The response is pure ‘hip speak’: …Abe said “Man, you must be puttin’ me on… Here the Biblical patriarch becomes ‘Abe’. He has the temerity to address Jehovah as ‘man’. Immediately Dylan deconstructs the famous Biblical story. By putting it into modern language there is an immediate suggestion that this is happening now, rather than in some ancient era. The next lines make remarkable use of staccato bursts of speech: God said, “No” Abe said, “What?”/ God said, “You can do what you want, Abe…”  which move the song forward in awkward rhythmic jerks which mirror the tension that already exists in the song. Jehovah here is hardly a ‘God of love’ here and we can guess that a threat is coming. And so it is: …But next time you see me coming… God tells him …You better run!… ‘Abe’ then gives in to this barely veiled warning before God tells him that the murder must be enacted on Highway 61. In these few lines, which pointedly do not mention any contemporary wars, Dylan posits the God that so many Americans follow as a God of war and destruction, the murderer of children. In the context of the then-expanding American involvement in the fight against ‘Godless communism’ in Vietnam, with all its attendant atrocities, this is especially pertinent. Yet Dylan, unlike Owen and Cohen, uses devastating black humour to illustrate his point.

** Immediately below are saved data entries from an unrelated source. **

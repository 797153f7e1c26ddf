use std::fmt;
use std::io;
use std::path::PathBuf;

/// Machine-readable error codes for scripts that wrap `timetail`.
#[derive(Debug, Clone, Copy, PartialEq, Eq, Hash)]
pub enum ErrorCode {
    UnknownFormat,
    InvalidPattern,
    ConfigParseError,
    MalformedTimestamp,
    MemoryLimitExceeded,
    ReadFailed,
}

impl ErrorCode {
    /// Stable code identifier (`E####`) for machine parsing.
    #[must_use]
    pub const fn code(self) -> &'static str {
        match self {
            Self::UnknownFormat => "E1001",
            Self::InvalidPattern => "E1002",
            Self::ConfigParseError => "E1003",
            Self::MalformedTimestamp => "E2001",
            Self::MemoryLimitExceeded => "E2002",
            Self::ReadFailed => "E5001",
        }
    }

    /// Short human-facing summary for logs and terminal output.
    #[must_use]
    pub const fn message(self) -> &'static str {
        match self {
            Self::UnknownFormat => "Unknown log format",
            Self::InvalidPattern => "Invalid timestamp pattern",
            Self::ConfigParseError => "Config file parse error",
            Self::MalformedTimestamp => "Malformed timestamp",
            Self::MemoryLimitExceeded => "Memory limit exceeded",
            Self::ReadFailed => "File read failed",
        }
    }

    /// Optional remediation hint that can be surfaced to operators.
    #[must_use]
    pub const fn hint(self) -> Option<&'static str> {
        match self {
            Self::UnknownFormat => Some("Run `timetail --list-formats` to see registered formats."),
            Self::InvalidPattern => Some("Fix the `pattern` of the format entry in config.toml."),
            Self::ConfigParseError => Some("Fix syntax in the timetail config.toml and retry."),
            Self::MalformedTimestamp => {
                Some("Check that the format's pattern only matches text its layout can parse.")
            }
            Self::MemoryLimitExceeded => {
                Some("Raise --mem-ceiling or --chunk-size above the longest line in the file.")
            }
            Self::ReadFailed => None,
        }
    }
}

impl fmt::Display for ErrorCode {
    fn fmt(&self, f: &mut fmt::Formatter<'_>) -> fmt::Result {
        write!(f, "{}", self.code())
    }
}

/// Errors raised while building the format registry or scanning a file.
///
/// Scan errors carry the format name and the byte offset they were raised at
/// so a failure can be located in the file without rerunning.
#[derive(Debug, thiserror::Error)]
pub enum TailError {
    /// The requested format name is not in the registry.
    #[error("unknown log format '{name}'")]
    UnknownFormat {
        name: String,
        /// Registered names, sorted.
        available: Vec<String>,
    },

    /// A line matched the timestamp pattern but the layout rejected the text.
    #[error("cannot parse timestamp {text:?} (format '{format}', byte {offset}): {source}")]
    MalformedTimestamp {
        format: String,
        /// Absolute offset of the start of the offending line.
        offset: u64,
        text: String,
        source: chrono::ParseError,
    },

    /// A partial line would grow past the configured memory ceiling.
    #[error(
        "max memory exceeded (format '{format}', byte {offset}): limit {limit}, wanted {wanted}"
    )]
    MemoryLimitExceeded {
        format: String,
        offset: u64,
        limit: usize,
        wanted: usize,
    },

    /// Reading from the file failed.
    #[error("read failed (format '{format}', byte {offset}): {source}")]
    Io {
        format: String,
        offset: u64,
        source: io::Error,
    },

    /// A registry entry's timestamp pattern does not compile.
    #[error("invalid timestamp pattern for format '{name}': {source}")]
    InvalidPattern { name: String, source: regex::Error },

    /// The config file could not be read or parsed.
    #[error("config error in {}: {message}", path.display())]
    Config { path: PathBuf, message: String },
}

impl TailError {
    /// Machine-readable code associated with this error.
    #[must_use]
    pub const fn code(&self) -> ErrorCode {
        match self {
            Self::UnknownFormat { .. } => ErrorCode::UnknownFormat,
            Self::MalformedTimestamp { .. } => ErrorCode::MalformedTimestamp,
            Self::MemoryLimitExceeded { .. } => ErrorCode::MemoryLimitExceeded,
            Self::Io { .. } => ErrorCode::ReadFailed,
            Self::InvalidPattern { .. } => ErrorCode::InvalidPattern,
            Self::Config { .. } => ErrorCode::ConfigParseError,
        }
    }

    /// Optional remediation hint for operators.
    #[must_use]
    pub const fn hint(&self) -> Option<&'static str> {
        self.code().hint()
    }
}

#[cfg(test)]
mod tests {
    use super::{ErrorCode, TailError};
    use std::collections::HashSet;

    #[test]
    fn all_codes_are_unique() {
        let all = [
            ErrorCode::UnknownFormat,
            ErrorCode::InvalidPattern,
            ErrorCode::ConfigParseError,
            ErrorCode::MalformedTimestamp,
            ErrorCode::MemoryLimitExceeded,
            ErrorCode::ReadFailed,
        ];

        let mut seen = HashSet::new();
        for code in all {
            assert!(seen.insert(code.code()), "duplicate code {}", code.code());
        }
    }

    #[test]
    fn code_format_is_machine_friendly() {
        let code = ErrorCode::MemoryLimitExceeded.code();
        assert_eq!(code.len(), 5);
        assert!(code.starts_with('E'));
        assert!(code.chars().skip(1).all(|c| c.is_ascii_digit()));
    }

    #[test]
    fn memory_error_reports_offset_and_sizes() {
        let err = TailError::MemoryLimitExceeded {
            format: "nginx".to_string(),
            offset: 8192,
            limit: 4096,
            wanted: 8192,
        };
        let text = err.to_string();
        assert!(text.contains("nginx"));
        assert!(text.contains("byte 8192"));
        assert!(text.contains("limit 4096"));
        assert_eq!(err.code(), ErrorCode::MemoryLimitExceeded);
        assert!(err.hint().is_some());
    }
}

The second verse consists of a conversation between two figures from blues mythology, Georgia Sam and Poor Howard. Georgia Sam is the subject of Anna Lee Chisholm’s Georgia Sam Blues (1924) and Poor Howard is the protagonist of Leadbelly’s Poor Howard/Green Corn (1939). Both figures are of dubious virtue. Georgia Sam has abandons his lover while Poor Howard murders his wife. He is thus a dubious character to ask for advice. Again the context is modernised. We hear that the ‘welfare department’ will not help Sam out of his predicament, which presumably is one of extreme poverty. The gun wielding Poor Howard ‘points with his gun’ towards Highway 61, which (as with so many poor blacks in the South) is Sam’s only escape route. Again the language is crisp and modern. Sam addresses Howard as ‘man’: …Tell me quick, man, I gotta run… The suggestion is that Sam has committed some kind of heinous crime.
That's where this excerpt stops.